Epidemiology Flashcards
What is epidemiology?
Epidemiology- The branch of medicine which deals with the incidence, distribution, and possible control of diseases and other factors relating to health.
Epidemiology- study of the distribution (trends and risks) and determinants (identifying risk factor for COD) of health-related states or events in specified populations and the application (control of this problem) of this study to control the health problem
What is population thinking?
Population thinking: We cannot predict what will happen to an individual, but can predict the outcome of a group
What is group comparison?
Group comparison: To observe effects of treatment or exposure, compare those treated/exposed with those who were not
Why do we need epidemiology
- Many potential causes of disease, for practical or ethical reasons, cannot be studied experimentally
- Epidemiology allows us to monitor and explain changes in trends of disease within a population
- Epidemiology allows us to quantify the potential impact of efforts to maintain and improve population health
Reasons why the shift from infectious to chronic disease in the early 20th century posed a challenge to the discipline of epidemiology?

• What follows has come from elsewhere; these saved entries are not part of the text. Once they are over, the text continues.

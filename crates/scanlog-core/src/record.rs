use chrono::{DateTime, Timelike, Utc};

const DIVIDER_LEN: usize = 20;

#[derive(Debug, Clone, Copy, PartialEq, Eq)]
pub enum Severity {
    Info,
    Warning,
    Error,
    Debug,
}

impl Severity {
    // Fixed tag written in front of every record body. `Info` carries a
    // trailing space so bodies line up with `[Debug]`/`[Error]`.
    pub fn tag(self) -> &'static str {
        match self {
            Severity::Info => "[Info] ",
            Severity::Warning => "[Warning]",
            Severity::Error => "[Error]",
            Severity::Debug => "[Debug]",
        }
    }
}

// Record content without timestamp: `<tag> <message>`.
pub fn content(severity: Severity, message: &str) -> String {
    format!("{} {message}", severity.tag())
}

// Record content followed by a divider and a detail block (error chain or
// stack trace) on the following lines.
pub fn content_with_detail(severity: Severity, message: &str, detail: &str) -> String {
    let divider = "-".repeat(DIVIDER_LEN);
    format!("{} {message}\n {divider} \n {detail}", severity.tag())
}

// UTC time of day with 100ns precision, e.g. `13:04:59.1234567`.
pub fn time_of_day(at: DateTime<Utc>) -> String {
    let ticks = at.nanosecond() % 1_000_000_000 / 100;
    format!("{}.{ticks:07}", at.format("%H:%M:%S"))
}

// Full log line: `[<time-of-day>] > <content>\n`.
pub fn stamp(at: DateTime<Utc>, content: &str) -> String {
    format!("[{}] > {content}\n", time_of_day(at))
}

pub fn stamp_now(content: &str) -> String {
    stamp(Utc::now(), content)
}

#[cfg(test)]
mod tests {
    use super::*;
    use chrono::TimeZone;

    #[test]
    fn stamp_uses_time_of_day_and_arrow() {
        let at = Utc
            .with_ymd_and_hms(2024, 3, 9, 7, 5, 3)
            .single()
            .expect("valid time")
            + chrono::Duration::nanoseconds(120_000_300);
        let line = stamp(at, &content(Severity::Info, "ready"));
        assert_eq!(line, "[07:05:03.1200003] > [Info]  ready\n");
    }

    #[test]
    fn detail_block_follows_divider() {
        let c = content_with_detail(Severity::Error, "boom", "caused by: disk");
        let mut lines = c.lines();
        assert_eq!(lines.next(), Some("[Error] boom"));
        assert_eq!(lines.next(), Some(" -------------------- "));
        assert_eq!(lines.next(), Some(" caused by: disk"));
        assert_eq!(lines.next(), None);
    }

    #[test]
    fn tags_are_distinct() {
        assert_eq!(content(Severity::Debug, "x"), "[Debug] x");
        assert_eq!(content(Severity::Warning, "x"), "[Warning] x");
    }
}
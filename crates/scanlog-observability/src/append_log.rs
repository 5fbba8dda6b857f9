// Durable append log.
//
// Every line is written straight to the sink when possible. A failed write
// parks the line in an in-memory backlog that is retried, oldest first, on
// every later append. Write failures never reach the caller and never go
// through any error-reporting path, so a broken sink cannot cause a report
// loop.

use std::{
    fs::{self, OpenOptions},
    io::{self, Write},
    path::{Path, PathBuf},
    sync::{Mutex, MutexGuard},
    thread,
    time::Duration,
};

use anyhow::{Context, Result};
use scanlog_core::record;

// Append-only destination for formatted log lines.
pub trait AppendSink: Send + Sync {
    fn append(&self, text: &str) -> io::Result<()>;
    fn read_all(&self) -> io::Result<String>;
    fn clear(&self) -> io::Result<()>;
}

// UTF-8 log file, opened per write so another process holding it briefly
// only costs a retry.
#[derive(Debug, Clone)]
pub struct FileSink {
    path: PathBuf,
}

impl FileSink {
    pub fn new(path: impl Into<PathBuf>) -> Self {
        Self { path: path.into() }
    }

    pub fn path(&self) -> &Path {
        &self.path
    }
}

impl AppendSink for FileSink {
    fn append(&self, text: &str) -> io::Result<()> {
        let mut f = OpenOptions::new()
            .create(true)
            .append(true)
            .open(&self.path)?;
        let start = f.metadata()?.len();
        write_or_rollback(&mut f, text.as_bytes(), |f| {
            let _ = f.set_len(start);
        })
    }

    fn read_all(&self) -> io::Result<String> {
        match fs::read_to_string(&self.path) {
            Err(e) if e.kind() == io::ErrorKind::NotFound => Ok(String::new()),
            r => r,
        }
    }

    fn clear(&self) -> io::Result<()> {
        match fs::remove_file(&self.path) {
            Err(e) if e.kind() == io::ErrorKind::NotFound => Ok(()),
            r => r,
        }
    }
}

// A write that fails halfway (e.g. disk full) would leave a line prefix on
// disk, and the retry would then duplicate it. Cut back to where the line
// started. Assumes this process is the only writer of the file.
fn write_or_rollback<W: Write>(
    w: &mut W,
    text: &[u8],
    rollback: impl FnOnce(&mut W),
) -> io::Result<()> {
    match w.write_all(text) {
        Ok(()) => Ok(()),
        Err(e) => {
            rollback(w);
            Err(e)
        }
    }
}

pub struct AppendLog<S: AppendSink = FileSink> {
    sink: S,
    backlog: Mutex<Vec<String>>,
    retry_delay: Duration,
    echo: bool,
}

impl AppendLog<FileSink> {
    // File-backed log. Missing parent directories are created up front; if
    // that fails the log still works and buffers until the path is writable.
    pub fn open(path: impl Into<PathBuf>, retry_delay: Duration, echo: bool) -> Self {
        let sink = FileSink::new(path);
        if let Some(parent) = sink.path().parent() {
            let _ = fs::create_dir_all(parent);
        }
        Self::new(sink, retry_delay, echo)
    }
}

impl<S: AppendSink> AppendLog<S> {
    pub fn new(sink: S, retry_delay: Duration, echo: bool) -> Self {
        Self {
            sink,
            backlog: Mutex::new(Vec::new()),
            retry_delay,
            echo,
        }
    }

    pub fn sink(&self) -> &S {
        &self.sink
    }

    fn lock_backlog(&self) -> MutexGuard<'_, Vec<String>> {
        // A panic mid-write leaves the backlog consistent: every entry is
        // still an unwritten line.
        self.backlog
            .lock()
            .unwrap_or_else(|poisoned| poisoned.into_inner())
    }

    // Stamp `content` with the current time of day and persist it, or park
    // it in the backlog if the sink refuses the write.
    pub fn append(&self, content: &str) {
        let mut backlog = self.lock_backlog();
        self.drain(&mut backlog);

        let text = record::stamp_now(content);
        if self.write_raw(&text).is_err() {
            backlog.push(text);
            thread::sleep(self.retry_delay);
            self.drain(&mut backlog);
        }
    }

    pub fn flush_backlog(&self) {
        let mut backlog = self.lock_backlog();
        self.drain(&mut backlog);
    }

    pub fn pending(&self) -> usize {
        self.lock_backlog().len()
    }

    pub fn backlog(&self) -> Vec<String> {
        self.lock_backlog().clone()
    }

    pub fn read_all(&self) -> Result<String> {
        self.sink.read_all().context("read log failed")
    }

    // Delete everything written so far. Lines still in the backlog are kept
    // and land in the fresh log on the next append.
    pub fn clear(&self) -> Result<()> {
        let _backlog = self.lock_backlog();
        self.sink.clear().context("clear log failed")
    }

    // Last flush; returns the lines that could not be written.
    pub fn shutdown(self) -> Vec<String> {
        let mut backlog = self
            .backlog
            .into_inner()
            .unwrap_or_else(|poisoned| poisoned.into_inner());
        if !backlog.is_empty() {
            let pending = std::mem::take(&mut backlog);
            for text in pending {
                if Self::write_to(&self.sink, self.echo, &text).is_err() {
                    backlog.push(text);
                }
            }
        }
        backlog
    }

    fn drain(&self, backlog: &mut Vec<String>) {
        if backlog.is_empty() {
            return;
        }
        let pending = std::mem::take(backlog);
        for text in pending {
            if self.write_raw(&text).is_err() {
                backlog.push(text);
            }
        }
    }

    fn write_raw(&self, text: &str) -> io::Result<()> {
        Self::write_to(&self.sink, self.echo, text)
    }

    fn write_to(sink: &S, echo: bool, text: &str) -> io::Result<()> {
        if echo {
            crate::safe_eprint!("{text}");
        }
        sink.append(text)
    }
}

- Chronic disease is not pathogenic, identifying the cause is harder
- Chronic disease tend to be multifactorial so cause must be disentangled
- Long latency means that temporal directions will be harder to establish
What are the two ways to prevent disease? Why is one way favoured?
Geoffrey Rose- contributes to understanding how to prevent disease in the population. E.g. target prevention at high risk. Other approach is to target prevention at the wider group- more people at lower risk than higher risk of the disease
Higher BP, higher risk of CHD. Given the risk and size of the group is the amount we expect to die. Can see lower risk you save more.
What is the prevention paradox?
“A preventive measure that brings large benefits to the community offers little to each participating individual.”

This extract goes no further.